Just to add a little to this discussion, I use 11x17" photowarehouse
substrate cut down to 8.5x11" in my Epson C66 at the highest resolution
on the Epson Durabrite glossy paper setting and have ZERO trouble with
smearing. I believe these are also pigment inks and I can build up
enough density for palladium and cyanotype prints so it may be in the
exact pigment configuration for the 2200.
In a thickness comparison, Christina is on the ball, the photowarehouse
is much thinner than the pictorico by what to my eye seems to be at
least a factor of 2.
Jeremy Moore
-----Original Message-----
From: Christina Z. Anderson [mailto:zphoto@bellsouth.net]
Sent: Tuesday, October 05, 2004 10:55 PM
To: alt-photo-process-l@skyway.usask.ca
Subject: Re: was Chris Andeson there? now digineg smear
Mark,
Forgive me if this is a mishmash, but I am going to bed, and
leaving
for the weekend (not at the same time, mind you), so I wanted to get
this
out now before I go offline.
Marek was getting smearing, even with the 2880 slower printing
setting.
I don't get smearing. Sam has gotten smearing, and suggested the
smearing
related to the amount of ink set down on the substrate, which is
probably
denser for Marek's pt/pd curve than it is for my gum curve. In fact,
then
Marek printed out a neg for gum and no smear (ohhh, now I am getting
foggy--I think with my gum curve I sent him that doesn't smear for me).

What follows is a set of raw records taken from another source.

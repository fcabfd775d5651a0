//! Vision model abstraction.
//!
//! The model is an opaque, slow and non-deterministic function from image
//! bytes plus a prompt to a JSON string. The analyzer validates whatever comes
//! back; implementations only move bytes.

#[cfg(feature = "gemini")]
mod gemini;
mod mock;

#[cfg(feature = "gemini")]
pub use gemini::{GeminiConfig, GeminiVisionModel};
pub use mock::MockVisionModel;

use async_trait::async_trait;
use thiserror::Error;

use crate::prompt::AnalysisMode;

#[derive(Debug, Error, Clone, PartialEq, Eq)]
pub enum ModelError {
    /// Provider unreachable or answered with an error status
    #[error("Model request failed: {0}")]
    Request(String),

    /// Provider answered but returned no usable text
    #[error("Model returned no content: {0}")]
    EmptyResponse(String),

    /// The image itself was rejected (unsupported format, too large, ...)
    #[error("Model rejected input: {0}")]
    Rejected(String),
}

/// Generates a JSON analysis for an image.
///
/// Implementations must be thread-safe (`Send + Sync`) and should not retry
/// internally beyond transient transport failures; the analyzer bounds the
/// whole call with its generation timeout.
#[async_trait]
pub trait VisionModel: Send + Sync {
    async fn analyze(&self, image: &[u8], prompt: &str, mode: AnalysisMode) -> Result<String, ModelError>;

    /// Model identifier for logs.
    fn model_name(&self) -> &str;
}

/// Best-effort MIME type from magic bytes.
pub fn sniff_mime_type(image: &[u8]) -> &'static str {
    match image {
        [0x89, b'P', b'N', b'G', ..] => "image/png",
        [0xFF, 0xD8, 0xFF, ..] => "image/jpeg",
        [b'G', b'I', b'F', b'8', ..] => "image/gif",
        [b'R', b'I', b'F', b'F', _, _, _, _, b'W', b'E', b'B', b'P', ..] => "image/webp",
        [_, _, _, _, b'f', b't', b'y', b'p', b'h', b'e', b'i', b'c', ..] => "image/heic",
        _ => "application/octet-stream",
    }
}

#[cfg(test)]
mod tests {
    use super::*;

    #[test]
    fn test_sniff_mime_type() {
        assert_eq!(sniff_mime_type(&[0x89, b'P', b'N', b'G', 0x0D, 0x0A]), "image/png");
        assert_eq!(sniff_mime_type(&[0xFF, 0xD8, 0xFF, 0xE0]), "image/jpeg");
        assert_eq!(sniff_mime_type(b"RIFF\0\0\0\0WEBPVP8 "), "image/webp");
        assert_eq!(sniff_mime_type(b"GIF89a"), "image/gif");
        assert_eq!(sniff_mime_type(b"plain text"), "application/octet-stream");
        assert_eq!(sniff_mime_type(&[]), "application/octet-stream");
    }
}
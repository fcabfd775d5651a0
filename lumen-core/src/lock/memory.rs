//! In-process lock with real TTL semantics.
//!
//! Several analyzers sharing one `Arc<MemoryLock>` behave like separate
//! processes sharing a lock server, which is what the coalescing tests rely on.

use std::sync::atomic::{AtomicBool, AtomicUsize, Ordering};
use std::time::Duration;

use async_trait::async_trait;
use dashmap::mapref::entry::Entry;
use dashmap::DashMap;
use tokio::time::Instant;

use super::{AdvisoryLock, LockError};

#[derive(Debug, Clone)]
struct Holder {
    token: String,
    expires_at: Instant,
}

#[derive(Debug, Default)]
pub struct MemoryLock {
    records: DashMap<String, Holder>,
    unavailable: AtomicBool,
    grants: AtomicUsize,
}

impl MemoryLock {
    pub fn new() -> Self {
        Self::default()
    }

    /// Make every operation fail with [`LockError::Unavailable`].
    pub fn set_unavailable(&self, unavailable: bool) {
        self.unavailable.store(unavailable, Ordering::SeqCst);
    }

    /// Number of successful acquisitions so far.
    pub fn grant_count(&self) -> usize {
        self.grants.load(Ordering::SeqCst)
    }

    /// Token of the live holder of `key`, if any.
    pub fn holder(&self, key: &str) -> Option<String> {
        let now = Instant::now();
        self.records
            .get(key)
            .filter(|h| h.expires_at > now)
            .map(|h| h.token.clone())
    }

    fn check_available(&self) -> Result<(), LockError> {
        if self.unavailable.load(Ordering::SeqCst) {
            Err(LockError::Unavailable("simulated outage".into()))
        } else {
            Ok(())
        }
    }
}

#[async_trait]
impl AdvisoryLock for MemoryLock {
    async fn try_acquire(&self, key: &str, token: &str, ttl: Duration) -> Result<bool, LockError> {
        self.check_available()?;
        let now = Instant::now();
        let holder = Holder {
            token: token.to_string(),
            expires_at: now + ttl,
        };

        let granted = match self.records.entry(key.to_string()) {
            Entry::Occupied(mut record) if record.get().expires_at <= now => {
                record.insert(holder);
                true
            }
            Entry::Occupied(_) => false,
            Entry::Vacant(slot) => {
                slot.insert(holder);
                true
            }
        };

        if granted {
            self.grants.fetch_add(1, Ordering::SeqCst);
        }
        Ok(granted)
    }

    async fn release(&self, key: &str, token: &str) -> Result<(), LockError> {
        self.check_available()?;
        self.records.remove_if(key, |_, h| h.token == token);
        Ok(())
    }

    async fn exists(&self, key: &str) -> Result<bool, LockError> {
        self.check_available()?;
        let now = Instant::now();
        let live = self.records.get(key).map(|h| h.expires_at > now);
        if live == Some(false) {
            self.records.remove_if(key, |_, h| h.expires_at <= now);
        }
        Ok(live.unwrap_or(false))
    }

    async fn force_release(&self, key: &str) -> Result<bool, LockError> {
        self.check_available()?;
        Ok(self.records.remove(key).is_some())
    }

    fn backend_name(&self) -> &'static str {
        "memory"
    }
}
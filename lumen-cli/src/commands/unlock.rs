//! Unlock command implementation.
//!
//! Operator escape hatch for a lock whose holder died without releasing it
//! and whose TTL is longer than anyone wants to wait.

use anyhow::{Context, Result};
use colored::Colorize;
use lumen_core::{paths, ContentHash, LumenConfig, LumenError};
use tracing::info;

pub async fn execute(hash: String) -> Result<()> {
    let hash: ContentHash = hash.parse().context("Invalid content hash")?;
    let config = LumenConfig::from_env();
    let lock = config.build_lock()?;

    if lock.backend_name() == "noop" {
        return Err(LumenError::Config(
            "No coordination backend configured (set LUMEN_REDIS_URL)".into(),
        )
        .into());
    }

    let key = paths::lock_key(&hash);
    let removed = lock
        .force_release(&key)
        .await
        .with_context(|| format!("Failed to release {key}"))?;

    info!(key, removed, "Force release finished");
    if removed {
        println!("{} {}", "Released".green().bold(), key);
    } else {
        println!("{} {}", "Not held:".dimmed(), key);
    }
    Ok(())
}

There is a point with the PW stuff where it smears, and whether
this is
due to amount of ink, kind of ink, color ink, print setting, etc.,
that's
what we're trying to figure out. There are others aside from Marek that
can't seem to get it to work, too, and my fear was that the stuff had
changed somehow, but my new batch works just fine, too.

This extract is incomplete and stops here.